Work instructions: From the first line of the material below to the line containing "pub fn new(home_dir: Option<std::path::PathBuf>)", repeat every line exactly and add nothing.

Supplied entries:
#[derive(Debug, Clone)]
pub struct Config {
    home_dir: std::path::PathBuf,
}

const CACHE_DIR_NAME: &str = ".aws-role";

impl Config {
    pub fn new(home_dir: Option<std::path::PathBuf>) -> Result<Self, crate::error::Error> {
        let home_dir_ = match home_dir {
            Some(v) => v,
            None => std::env::var_os("HOME")
                .filter(|v| !v.is_empty())
                .ok_or_else(|| {
                    crate::error::Error::ConfigError(
                        "$HOME is not set; cannot locate the credential cache".to_string(),
                    )
                })?
                .into(),
        };

        Ok(Self {
            home_dir: home_dir_,
        })
    }

    /// `<home>/.aws-role`
    pub fn cache_root(&self) -> std::path::PathBuf {
        self.home_dir.join(CACHE_DIR_NAME)
    }
}

/// How credentials are printed when no command is given.
#[derive(Clone, Copy, Debug, Default, PartialEq, Eq, clap::ValueEnum)]
pub enum OutputFormat {
    /// `export NAME='value'` lines for `eval`
    #[default]
    Shell,
    /// JSON document for the `credential_process` setting of AWS SDKs
    CredentialProcess,
}

/// Immutable settings of a single invocation.
#[derive(Debug, Clone)]
pub struct Settings {
    pub role_arn: crate::arn::RoleArn,
    pub duration_seconds: i64,
    pub region: Option<String>,
    pub cache: bool,
    pub output: OutputFormat,
}

impl Settings {
    pub fn new(role_arn: crate::arn::RoleArn, duration_seconds: i64) -> Self {
        Self {
            role_arn,
            duration_seconds,
            region: None,
            cache: true,
            output: OutputFormat::default(),
        }
    }
}

#[cfg(test)]
mod test {
    use super::*;

    #[test]
    fn test_cache_root() {
        let config = Config::new(Some("/home/someone".into())).unwrap();
        assert_eq!(
            config.cache_root(),
            std::path::PathBuf::from("/home/someone/.aws-role")
        );
    }

    #[test]
    fn test_settings_defaults() {
        let role =
            crate::arn::RoleArn::parse("arn:aws:iam::111111111111:role/demo").unwrap();
        let settings = Settings::new(role, crate::session::DEFAULT_DURATION_SECONDS);
        assert_eq!(settings.duration_seconds, 3600);
        assert!(settings.cache);
        assert_eq!(settings.output, OutputFormat::Shell);
    }
}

Solution:
#[derive(Debug, Clone)]
pub struct Config {
    home_dir: std::path::PathBuf,
}

const CACHE_DIR_NAME: &str = ".aws-role";

impl Config {
    pub fn new(home_dir: Option<std::path::PathBuf>) -> Result<Self, crate::error::Error> {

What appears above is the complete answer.